= Peter Blue Cloud =

Canadian writer (1933–2011)

Peter Blue Cloud (Aroniawenrate) (1933 – 2011) was a Kahnawakeronon poet, and folklorist.

==Early life==
He was born June 10, 1933, of the Turtle Clan of the Mohawk Nation on the Caughnawaga Reserve in Kahnawake, Quebec, Canada.
He was previously associated with the journal Akwesasne Notes and the journal Indian Magazine.

His Christian name was Peter Williams but he went by Peter Blue Cloud. The name Aroniawenrate as a nickname has been translated in English as "Stepping across the Blue Sky" or "Climbing up toward the Blue Sky". Peter Blue Cloud had pen names of Coyote 2, Owl's Child, Turtle's Son, and Kaienwaktatsie.

Blue Cloud was born in Kahnawake, Mohawk Territory (Quebec), where he attended school and was raised with the Mohawk language. The family moved to Buffalo, New York, for a while before returning to Kahnawake. He was educated at grammar school on the reserve and in Buffalo. He later learned English and French. He was a lifelong avid reader and began writing poems as a teenager.

At an early age, Blue Cloud was influenced by European and American traditions. His grandfather was a school teacher at Kahnawake, exposed to the art of storytelling through the plays of William Shakespeare and the tales of Haudenosaunee. These concepts were shown throughout his work.

He became an ironworker in his teens, working in various cities in the American West. In the late 1950s, he traveled to California, where he was employed as an ironworker in the Bay Area. After quitting, he worked as a logger with the Haida people in the Queen Charlotte Islands of British Columbia, as a ranch hand in the vicinity of Susanville, California, and doing archaeological field work with the Paiute people of Pyramid Lake, Nevada. He lived for some time at the Maidu Bear Dance grounds near Janesville, California, where he absorbed the stories and teachings of Maidu elders, and where some of his first creations as a carver and sculptor emerged. Overall the jobs he worked were jobs as a carpenter, logger, ironworker, and as a woodcarver.

==Career==
Blue Cloud was very concerned about pantribal awareness and indigenous rights. His work stood as a symbol of Native rights in opposition to European colonization. The corrupted colonizing power by the reclamation did not go unheard.

Moving back to the Bay Area, he discovered the beat poetry and folk music scenes, and the social and political upheaval of the 1960s. There he continued to develop his talents as a poet, sculptor, carver and painter, collaborated with other Native artists and writers, and participated in art exhibitions.

While an artist in many genres, Blue Cloud is most known for his writing. He published several books of poetry and his poems appear in numerous anthologies and journals. He won the American Book Award for Back Then Tomorrow in 1981. He was noted for combining Native American mythology with contemporary issues, most especially the character of Coyote, the trickster who figured prominently in his stories and poems.
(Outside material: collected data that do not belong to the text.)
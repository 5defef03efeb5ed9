//! Subscription API Integration Tests
//!
//! Exercises the PATCH endpoint through the router and the delivery socket
//! through a real listener.

#![allow(clippy::unwrap_used, clippy::expect_used)]

use std::str::FromStr;
use std::sync::Arc;
use std::time::Duration;

use async_trait::async_trait;
use axum::body::{Body, to_bytes};
use axum::http::{Request, StatusCode};
use chrono::{TimeZone, Utc};
use futures_util::{SinkExt, StreamExt};
use rust_decimal::Decimal;
use serde_json::{Value, json};
use tokio::net::TcpListener;
use tokio::time::timeout;
use tokio_tungstenite::tungstenite::Message;
use tokio_tungstenite::tungstenite::protocol::frame::coding::CloseCode;
use tokio_util::sync::CancellationToken;
use tower::ServiceExt;

use bitmex_stream_relay::application::ports::{
    CatalogError, CatalogSource, FeedControl, FeedControlError,
};
use bitmex_stream_relay::infrastructure::api::{
    BearerTokenIdentity, SESSION_PATH, SUBSCRIPTION_PATH, create_router,
};
use bitmex_stream_relay::infrastructure::persistence::InMemorySubscriberRepository;
use bitmex_stream_relay::{
    ApiServer, ApiState, ConnectionRegistry, FanoutRouter, RouteOutcome, SubscriberId,
    SubscriptionIndex, SubscriptionService, Symbol, SymbolRegistry, SymbolSet, TradeEvent,
};

const STEP: Duration = Duration::from_secs(5);

// =============================================================================
// Fixture
// =============================================================================

struct FixedCatalog(Vec<Symbol>);

#[async_trait]
impl CatalogSource for FixedCatalog {
    async fn fetch_symbols(&self) -> Result<Vec<Symbol>, CatalogError> {
        Ok(self.0.clone())
    }
}

struct IgnoreFeed;

#[async_trait]
impl FeedControl for IgnoreFeed {
    async fn subscribe(&self, _symbols: &[Symbol]) -> Result<(), FeedControlError> {
        Ok(())
    }
}

struct Api {
    state: Arc<ApiState>,
    connections: Arc<ConnectionRegistry>,
    router: FanoutRouter,
    shutdown: CancellationToken,
}

fn api() -> Api {
    let index = Arc::new(SubscriptionIndex::new());
    let connections = Arc::new(ConnectionRegistry::new());
    let registry = Arc::new(SymbolRegistry::new(
        Arc::new(SymbolSet::new()),
        Arc::clone(&index),
        Arc::new(FixedCatalog(vec!["XBTUSD".into(), "ETHUSD".into()])),
        Arc::new(IgnoreFeed),
    ));
    let subscriptions = Arc::new(SubscriptionService::new(
        Arc::clone(&registry),
        Arc::clone(&index),
        Arc::new(InMemorySubscriberRepository::with_auto_provision()),
    ));
    let router = FanoutRouter::new(registry, index, Arc::clone(&connections));
    let shutdown = CancellationToken::new();
    let state = Arc::new(ApiState::new(
        subscriptions,
        Arc::clone(&connections),
        Arc::new(BearerTokenIdentity),
        8,
        shutdown.clone(),
    ));
    Api {
        state,
        connections,
        router,
        shutdown,
    }
}

async fn patch(api: &Api, token: Option<&str>, body: &str) -> (StatusCode, Value) {
    let mut request = Request::builder()
        .method("PATCH")
        .uri(SUBSCRIPTION_PATH)
        .header("content-type", "application/json");
    if let Some(token) = token {
        request = request.header("authorization", format!("Bearer {token}"));
    }

    let response = create_router(Arc::clone(&api.state))
        .oneshot(request.body(Body::from(body.to_string())).unwrap())
        .await
        .unwrap();
    let status = response.status();
    let bytes = to_bytes(response.into_body(), usize::MAX).await.unwrap();
    (status, serde_json::from_slice(&bytes).unwrap())
}

async fn serve(api: &Api) -> std::net::SocketAddr {
    let listener = TcpListener::bind("127.0.0.1:0").await.unwrap();
    let addr = listener.local_addr().unwrap();
    let server = ApiServer::new(0, Arc::clone(&api.state), api.shutdown.clone());
    tokio::spawn(server.serve(listener));
    addr
}

type Client =
    tokio_tungstenite::WebSocketStream<tokio_tungstenite::MaybeTlsStream<tokio::net::TcpStream>>;

async fn connect(addr: std::net::SocketAddr, subscriber: SubscriberId) -> Client {
    let url = format!("ws://{addr}{SESSION_PATH}?token={subscriber}");
    let (client, _) = timeout(STEP, tokio_tungstenite::connect_async(url))
        .await
        .unwrap()
        .unwrap();
    client
}

/// Poll until `condition` holds.
async fn eventually(condition: impl Fn() -> bool) {
    timeout(STEP, async {
        while !condition() {
            tokio::time::sleep(Duration::from_millis(5)).await;
        }
    })
    .await
    .unwrap();
}

fn trade(symbol: &str) -> TradeEvent {
    TradeEvent::new(
        symbol,
        Decimal::from_str("50000.5").unwrap(),
        Utc.with_ymd_and_hms(2024, 1, 1, 0, 0, 0).unwrap(),
    )
}

// =============================================================================
// PATCH /subscription
// =============================================================================

#[tokio::test]
async fn subscribe_returns_success_with_state() {
    let api = api();
    let subscriber = SubscriberId::random();

    let (status, body) = patch(
        &api,
        Some(&subscriber.to_string()),
        r#"{"action":"subscribe","symbols":["XBTUSD"]}"#,
    )
    .await;

    assert_eq!(status, StatusCode::OK);
    assert_eq!(
        body,
        json!({
            "success": true,
            "userId": subscriber.to_string(),
            "subscription": true,
            "subscriptionSymbols": ["XBTUSD"],
        })
    );
}

#[tokio::test]
async fn unknown_symbol_is_bad_request() {
    let api = api();
    let subscriber = SubscriberId::random().to_string();

    let (status, body) = patch(
        &api,
        Some(&subscriber),
        r#"{"action":"subscribe","symbols":["NOPE"]}"#,
    )
    .await;

    assert_eq!(status, StatusCode::BAD_REQUEST);
    assert_eq!(body["code"], 400);
    assert_eq!(body["reason"], "incorrect_symbol");
}

#[tokio::test]
async fn repeated_subscribe_is_rejected() {
    let api = api();
    let subscriber = SubscriberId::random().to_string();
    let request = r#"{"action":"subscribe","symbols":["ETHUSD"]}"#;

    let (first, _) = patch(&api, Some(&subscriber), request).await;
    let (second, body) = patch(&api, Some(&subscriber), request).await;

    assert_eq!(first, StatusCode::OK);
    assert_eq!(second, StatusCode::BAD_REQUEST);
    assert_eq!(body["reason"], "already_subscribed");
}

#[tokio::test]
async fn unsubscribe_without_subscription_is_rejected() {
    let api = api();
    let subscriber = SubscriberId::random().to_string();

    let (status, body) = patch(&api, Some(&subscriber), r#"{"action":"unsubscribe"}"#).await;

    assert_eq!(status, StatusCode::BAD_REQUEST);
    assert_eq!(body["reason"], "already_unsubscribed");
}

#[tokio::test]
async fn missing_token_is_unauthorized() {
    let api = api();

    let (status, body) = patch(&api, None, r#"{"action":"subscribe"}"#).await;

    assert_eq!(status, StatusCode::UNAUTHORIZED);
    assert_eq!(body["reason"], "unauthorized");
}

#[tokio::test]
async fn malformed_body_is_bad_request() {
    let api = api();
    let subscriber = SubscriberId::random().to_string();

    let (status, body) = patch(&api, Some(&subscriber), r#"{"action":"resubscribe"}"#).await;

    assert_eq!(status, StatusCode::BAD_REQUEST);
    assert_eq!(body["reason"], "invalid_body");
}

// =============================================================================
// Delivery socket
// =============================================================================

#[tokio::test]
async fn socket_receives_routed_trades() {
    let api = api();
    let addr = serve(&api).await;
    let subscriber = SubscriberId::random();

    let (status, _) = patch(
        &api,
        Some(&subscriber.to_string()),
        r#"{"action":"subscribe","symbols":["XBTUSD"]}"#,
    )
    .await;
    assert_eq!(status, StatusCode::OK);

    let mut client = connect(addr, subscriber).await;
    eventually(|| api.connections.lookup(subscriber).is_some()).await;

    let outcome = api.router.route(&trade("XBTUSD")).await;
    assert!(matches!(outcome, RouteOutcome::Routed(report) if report.delivered == 1));

    let message = timeout(STEP, client.next()).await.unwrap().unwrap().unwrap();
    let Message::Text(text) = message else {
        panic!("expected text frame, got {message:?}");
    };
    let frame: Value = serde_json::from_str(text.as_str()).unwrap();
    assert_eq!(frame["symbol"], "XBTUSD");
    assert_eq!(frame["price"], 50000.5);

    api.shutdown.cancel();
}

#[tokio::test]
async fn socket_without_credentials_is_refused() {
    let api = api();
    let addr = serve(&api).await;

    let url = format!("ws://{addr}{SESSION_PATH}");
    let result = tokio_tungstenite::connect_async(url).await;

    assert!(result.is_err());
    assert!(api.connections.is_empty());
    api.shutdown.cancel();
}

#[tokio::test]
async fn second_socket_supersedes_the_first() {
    let api = api();
    let addr = serve(&api).await;
    let subscriber = SubscriberId::random();

    let mut first = connect(addr, subscriber).await;
    eventually(|| api.connections.len() == 1).await;
    let first_id = api.connections.lookup(subscriber).unwrap().id();

    let _second = connect(addr, subscriber).await;
    eventually(|| {
        api.connections
            .lookup(subscriber)
            .is_some_and(|c| c.id() != first_id)
    })
    .await;

    let message = timeout(STEP, first.next()).await.unwrap();
    match message {
        Some(Ok(Message::Close(Some(frame)))) => {
            assert_eq!(frame.code, CloseCode::Normal);
            assert_eq!(frame.reason.as_str(), "superseded");
        }
        other => panic!("expected close frame, got {other:?}"),
    }
    assert_eq!(api.connections.len(), 1);

    api.shutdown.cancel();
}

#[tokio::test]
async fn closing_the_socket_unbinds_the_subscriber() {
    let api = api();
    let addr = serve(&api).await;
    let subscriber = SubscriberId::random();
    patch(&api, Some(&subscriber.to_string()), r#"{"action":"subscribe"}"#).await;

    let mut client = connect(addr, subscriber).await;
    eventually(|| api.connections.lookup(subscriber).is_some()).await;

    client.close(None).await.unwrap();

    eventually(|| api.connections.is_empty()).await;
    let outcome = api.router.route(&trade("XBTUSD")).await;
    assert!(matches!(
        outcome,
        RouteOutcome::Routed(report) if report.matched == 1 && report.offline == 1
    ));

    api.shutdown.cancel();
}

#[tokio::test]
async fn shutdown_closes_open_sockets() {
    let api = api();
    let addr = serve(&api).await;
    let subscriber = SubscriberId::random();

    let mut client = connect(addr, subscriber).await;
    eventually(|| api.connections.len() == 1).await;

    api.shutdown.cancel();

    match timeout(STEP, client.next()).await.unwrap() {
        Some(Ok(Message::Close(Some(frame)))) => assert_eq!(frame.code, CloseCode::Away),
        other => panic!("expected close frame, got {other:?}"),
    }
    eventually(|| api.connections.is_empty()).await;
}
In the city or country, Blue Cloud loved to walk, was a keen observer of events both natural and political, and incorporated them into his writings. As it did for so many Native people, the occupation of Alcatraz Island from 1969 to 1971 sparked his interest in the fight for the rights of Native Americans. He lived on the island for a while, and supported the occupation and similar events in California and the Northwest by chronicling them in various publications.

Blue Cloud moved to the Sierra Nevada foothills near Nevada City for several years in the 1970s–80s, where he continued to write, carve and paint, while also working as a carpenter. There he met guitarist Rex Richardson, and toured across the U.S. in 1979 with Richardson, who set his poems to music. Several recordings were released as a result of the collaboration.
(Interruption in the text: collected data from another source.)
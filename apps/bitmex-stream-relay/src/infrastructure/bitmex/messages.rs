//! BitMEX Wire Messages
//!
//! Serde types for the BitMEX realtime WebSocket and the instrument REST
//! endpoint. Only the fields the relay uses are modeled; unknown fields are
//! ignored.
//!
//! # Control frame
//!
//! ```json
//! {"op":"subscribe","args":["trade:XBTUSD","trade:ETHUSD"]}
//! ```
//!
//! # Table frame
//!
//! ```json
//! {"table":"trade","action":"insert","data":[{"symbol":"XBTUSD","price":50000,...}]}
//! ```

use chrono::{DateTime, Utc};
use rust_decimal::Decimal;
use serde::{Deserialize, Serialize};

use crate::domain::streaming::{TradeEvent, TradeSide};
use crate::domain::symbols::Symbol;

/// Topic prefix for the trade table.
pub const TRADE_TOPIC_PREFIX: &str = "trade:";

/// Table name carrying executed trades.
pub const TRADE_TABLE: &str = "trade";

// =============================================================================
// Control Frames (outbound)
// =============================================================================

/// Control operation.
#[derive(Debug, Clone, Copy, PartialEq, Eq, Serialize, Deserialize)]
#[serde(rename_all = "lowercase")]
pub enum ControlOp {
    /// Start streaming topics.
    Subscribe,
    /// Stop streaming topics.
    Unsubscribe,
}

impl ControlOp {
    /// Wire name of the operation.
    #[must_use]
    pub const fn as_str(self) -> &'static str {
        match self {
            Self::Subscribe => "subscribe",
            Self::Unsubscribe => "unsubscribe",
        }
    }
}

/// Subscribe or unsubscribe frame.
#[derive(Debug, Clone, PartialEq, Eq, Serialize, Deserialize)]
pub struct ControlFrame {
    /// Operation.
    pub op: ControlOp,
    /// Topics, each `trade:<symbol>`.
    pub args: Vec<String>,
}

impl ControlFrame {
    /// Build frames for the trade topics of `symbols`, at most
    /// `batch_size` topics per frame. Empty input yields no frames.
    #[must_use]
    pub fn batches(op: ControlOp, symbols: &[Symbol], batch_size: usize) -> Vec<Self> {
        symbols
            .chunks(batch_size.max(1))
            .map(|chunk| Self {
                op,
                args: chunk
                    .iter()
                    .map(|symbol| format!("{TRADE_TOPIC_PREFIX}{symbol}"))
                    .collect(),
            })
            .collect()
    }

    /// Symbols named by the trade topics in this frame.
    pub fn symbols(&self) -> impl Iterator<Item = &str> {
        self.args
            .iter()
            .filter_map(|arg| arg.strip_prefix(TRADE_TOPIC_PREFIX))
    }
}

// =============================================================================
// Inbound Frames
// =============================================================================

/// Table update frame. `data` is kept raw until the table is known.
#[derive(Debug, Clone, Deserialize)]
pub struct TableMessage {
    /// Table name.
    pub table: String,
    /// `partial`, `insert`, `update` or `delete`.
    pub action: String,
    /// Rows.
    #[serde(default)]
    pub data: serde_json::Value,
}

impl TableMessage {
    /// Whether this frame carries new trades.
    #[must_use]
    pub fn is_trade_insert(&self) -> bool {
        self.table == TRADE_TABLE && self.action == "insert"
    }
}

/// One row of the trade table.
#[derive(Debug, Clone, PartialEq, Eq, Deserialize)]
#[serde(rename_all = "camelCase")]
pub struct TradeRecord {
    /// Execution time.
    pub timestamp: DateTime<Utc>,
    /// Instrument.
    pub symbol: Symbol,
    /// Aggressor side.
    #[serde(default)]
    pub side: Option<TradeSide>,
    /// Contracts traded.
    #[serde(default)]
    pub size: Option<u64>,
    /// Execution price.
    #[serde(with = "rust_decimal::serde::float")]
    pub price: Decimal,
    /// Match identifier.
    #[serde(default, rename = "trdMatchID")]
    pub trd_match_id: Option<String>,
}

impl From<TradeRecord> for TradeEvent {
    fn from(record: TradeRecord) -> Self {
        Self {
            symbol: record.symbol,
            price: record.price,
            timestamp: record.timestamp,
            side: record.side,
            size: record.size,
            trade_id: record.trd_match_id,
        }
    }
}

/// Welcome banner sent after connect.
#[derive(Debug, Clone, PartialEq, Eq, Deserialize)]
pub struct InfoMessage {
    /// Banner text.
    pub info: String,
    /// Server version.
    #[serde(default)]
    pub version: Option<String>,
}

/// Acknowledgement of a control frame.
#[derive(Debug, Clone, PartialEq, Eq, Deserialize)]
pub struct SuccessMessage {
    /// Whether the operation succeeded.
    pub success: bool,
    /// Topic subscribed, on subscribe.
    #[serde(default)]
    pub subscribe: Option<String>,
    /// Topic unsubscribed, on unsubscribe.
    #[serde(default)]
    pub unsubscribe: Option<String>,
}

/// Error reported by the feed.
#[derive(Debug, Clone, PartialEq, Eq, Deserialize)]
pub struct ErrorMessage {
    /// Error text.
    pub error: String,
    /// HTTP-style status code.
    #[serde(default)]
    pub status: Option<u16>,
}

// =============================================================================
// REST
// =============================================================================

/// Instrument descriptor from `/api/v1/instrument/active`.
#[derive(Debug, Clone, PartialEq, Eq, Deserialize)]
#[serde(rename_all = "camelCase")]
pub struct InstrumentInfo {
    /// Instrument symbol.
    pub symbol: Symbol,
    /// Root symbol (e.g. `XBT`).
    #[serde(default)]
    pub root_symbol: Option<String>,
    /// Listing state (e.g. `Open`).
    #[serde(default)]
    pub state: Option<String>,
    /// Instrument type code.
    #[serde(default)]
    pub typ: Option<String>,
}

#[cfg(test)]
mod tests {
    use super::*;

    fn names(count: usize) -> Vec<Symbol> {
        (0..count).map(|i| format!("SYM{i}")).collect()
    }

    #[test]
    fn control_frame_serializes_with_trade_topics() {
        let frames = ControlFrame::batches(ControlOp::Subscribe, &["XBTUSD".into()], 15);

        let json = serde_json::to_string(&frames[0]).unwrap();

        assert_eq!(json, r#"{"op":"subscribe","args":["trade:XBTUSD"]}"#);
    }

    #[test]
    fn batches_split_at_batch_size() {
        let frames = ControlFrame::batches(ControlOp::Unsubscribe, &names(31), 15);

        let sizes: Vec<_> = frames.iter().map(|f| f.args.len()).collect();
        assert_eq!(sizes, vec![15, 15, 1]);
        assert!(frames.iter().all(|f| f.op == ControlOp::Unsubscribe));
    }

    #[test]
    fn no_symbols_no_frames() {
        assert!(ControlFrame::batches(ControlOp::Subscribe, &[], 15).is_empty());
    }

    #[test]
    fn frame_symbols_strip_prefix() {
        let frame = ControlFrame::batches(ControlOp::Subscribe, &names(2), 15).remove(0);
        let symbols: Vec<_> = frame.symbols().collect();
        assert_eq!(symbols, vec!["SYM0", "SYM1"]);
    }

    #[test]
    fn instrument_ignores_extra_fields() {
        let json = r#"{"symbol":"XBTUSD","rootSymbol":"XBT","state":"Open","typ":"FFWCSX","tickSize":0.5}"#;
        let info: InstrumentInfo = serde_json::from_str(json).unwrap();
        assert_eq!(info.symbol, "XBTUSD");
        assert_eq!(info.root_symbol.as_deref(), Some("XBT"));
    }

    #[test]
    fn trade_record_converts_to_event() {
        let json = r#"{"timestamp":"2024-01-01T00:00:00.000Z","symbol":"XBTUSD","side":"Buy","size":100,"price":50000.5,"tickDirection":"PlusTick","trdMatchID":"abc","grossValue":1}"#;
        let record: TradeRecord = serde_json::from_str(json).unwrap();

        let event = TradeEvent::from(record);

        assert_eq!(event.symbol, "XBTUSD");
        assert_eq!(event.price, Decimal::new(500_005, 1));
        assert_eq!(event.side, Some(TradeSide::Buy));
        assert_eq!(event.trade_id.as_deref(), Some("abc"));
    }

    mod property_tests {
        use proptest::prelude::*;

        use super::*;

        proptest! {
            /// Batching never exceeds the batch size and never loses or
            /// reorders a topic.
            #[test]
            fn prop_batches_preserve_topics(
                symbols in prop::collection::vec("[A-Z]{3,8}", 0..64),
                batch_size in 1usize..32,
            ) {
                let frames = ControlFrame::batches(ControlOp::Subscribe, &symbols, batch_size);

                prop_assert_eq!(frames.len(), symbols.len().div_ceil(batch_size));
                prop_assert!(frames.iter().all(|f| !f.args.is_empty() && f.args.len() <= batch_size));

                let flattened: Vec<&str> = frames.iter().flat_map(|f| f.symbols()).collect();
                let expected: Vec<&str> = symbols.iter().map(String::as_str).collect();
                prop_assert_eq!(flattened, expected);
            }
        }
    }
}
Blue Cloud returned to the East Coast to work for the national Native journal Akwesasne Notes (Mohawk territory, Akwesasne/New York) as a writer/editor first in 1975–1976, and again from 1983–1985. He returned to Kahnawake in 1986, where he briefly published his own newspaper, the Kariwakoroks, before writing a column for The Eastern Door newspaper from 1992 to 2006.
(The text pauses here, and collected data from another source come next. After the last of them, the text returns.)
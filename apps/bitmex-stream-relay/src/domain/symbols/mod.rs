//! Known Symbol Set
//!
//! Append-only, deduplicated list of tradable symbols observed from the
//! instrument catalog. Symbols are never removed within a process lifetime.

use std::collections::HashSet;

use parking_lot::RwLock;

/// A tradable instrument identifier (e.g. `XBTUSD`).
pub type Symbol = String;

#[derive(Debug, Default)]
struct SymbolSetState {
    ordered: Vec<Symbol>,
    seen: HashSet<Symbol>,
}

/// Concurrent, ordered, append-only set of known symbols.
#[derive(Debug, Default)]
pub struct SymbolSet {
    state: RwLock<SymbolSetState>,
}

impl SymbolSet {
    /// Create an empty set.
    #[must_use]
    pub fn new() -> Self {
        Self::default()
    }

    /// Merge symbols into the set.
    ///
    /// Returns the symbols that were not known before, in first-seen order.
    pub fn merge<I>(&self, symbols: I) -> Vec<Symbol>
    where
        I: IntoIterator<Item = Symbol>,
    {
        let mut state = self.state.write();
        let mut added = Vec::new();

        for symbol in symbols {
            if symbol.is_empty() || state.seen.contains(&symbol) {
                continue;
            }
            state.seen.insert(symbol.clone());
            state.ordered.push(symbol.clone());
            added.push(symbol);
        }

        added
    }

    /// Copy of the known symbols in insertion order.
    #[must_use]
    pub fn snapshot(&self) -> Vec<Symbol> {
        self.state.read().ordered.clone()
    }

    /// Whether the symbol has been observed.
    #[must_use]
    pub fn contains(&self, symbol: &str) -> bool {
        self.state.read().seen.contains(symbol)
    }

    /// Number of known symbols.
    #[must_use]
    pub fn len(&self) -> usize {
        self.state.read().ordered.len()
    }

    /// Whether no symbol is known yet.
    #[must_use]
    pub fn is_empty(&self) -> bool {
        self.len() == 0
    }
}

#[cfg(test)]
mod tests {
    use super::*;

    fn symbols(names: &[&str]) -> Vec<Symbol> {
        names.iter().map(|s| (*s).to_string()).collect()
    }

    #[test]
    fn merge_reports_only_new_symbols() {
        let set = SymbolSet::new();

        let added = set.merge(symbols(&["XBTUSD", "ETHUSD"]));
        assert_eq!(added, symbols(&["XBTUSD", "ETHUSD"]));

        let added = set.merge(symbols(&["ETHUSD", "SOLUSD"]));
        assert_eq!(added, symbols(&["SOLUSD"]));
        assert_eq!(set.snapshot(), symbols(&["XBTUSD", "ETHUSD", "SOLUSD"]));
    }

    #[test]
    fn merge_dedups_within_one_batch() {
        let set = SymbolSet::new();

        let added = set.merge(symbols(&["XBTUSD", "XBTUSD", "", "ETHUSD"]));

        assert_eq!(added, symbols(&["XBTUSD", "ETHUSD"]));
        assert_eq!(set.len(), 2);
        assert!(set.contains("XBTUSD"));
        assert!(!set.contains(""));
    }

    #[test]
    fn empty_set() {
        let set = SymbolSet::new();
        assert!(set.is_empty());
        assert!(set.snapshot().is_empty());
    }
}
Lorna Wilkes-Ruebelmann is a freelance consultant in Sheridan, Wyoming, who reviewed Blue Cloud's work. She said that the imagery of indigenous Americans and the language he uses represents the past and the present simultaneously. His images are of quiet mountaintops and country trails that contrast with New York City's high steel construction and freeways.

==Death==

Blue Cloud died in Montreal on April 27, 2011. Blue Cloud was cremated immediately after his death as per his wishes and his ashes will be spread in Modoc country in Northern California where the Modoc warriors fought and died.

==Awards==
- 1981 – American Book Award, before Columbus Foundation
==Works==
- "Coyote, Coyote, Please Tell Me" poem
- "An Arrangement" poem
- "Coyote makes First People" poem
- "Sketches in Winter, With Crows" poem (1984)
- "Clans of Many Nations" selected poems (1969–1994)
- "Back then tomorrow" short story (1978)
- "Tomorrow" poem
- "Alcatraz Visions" poem
- "Thunderman" poem
- "First Brother" poem
- "Alcatraz" poem
- "White Corn Sister" play (1979)
- "Elderberry Flute Song; Contemporary Coyote Tales" (1982)
- "Other Side of Nowhere: Contemporary Coyote Tales" (1990)
- "Badger's Son", Haven Community
- Alcatraz is not an island, Wingbow Press (1972)
- Turtle, bear and wolf, Akwesasne Notes (1976)
- Back then tomorrow, Brunswick, Maine : Blackberry Press (1978)
- The paranoid foothills: a work of fiction, Blackberry (1981)
- "Clans of many nations : selected poems, 1969-1994" (1995)
- Crazy Horse Monument (1995)
- "Elderberry flute song : contemporary coyote tales" (1989)
- "The other side of nowhere : contemporary coyote tales" (1990)
- "Sketches in winter, with crows" (1984)
- "White corn sister" (1979)

===Anthologies===
- Jeannette C. Armstrong (2001). "Native poetry in Canada: a contemporary anthology"
- Geary Hobson (1981). "The Remembered earth: an anthology of contemporary Native American literature"
- Thomas King (1990). "All my relations: an anthology of contemporary Canadian native fiction"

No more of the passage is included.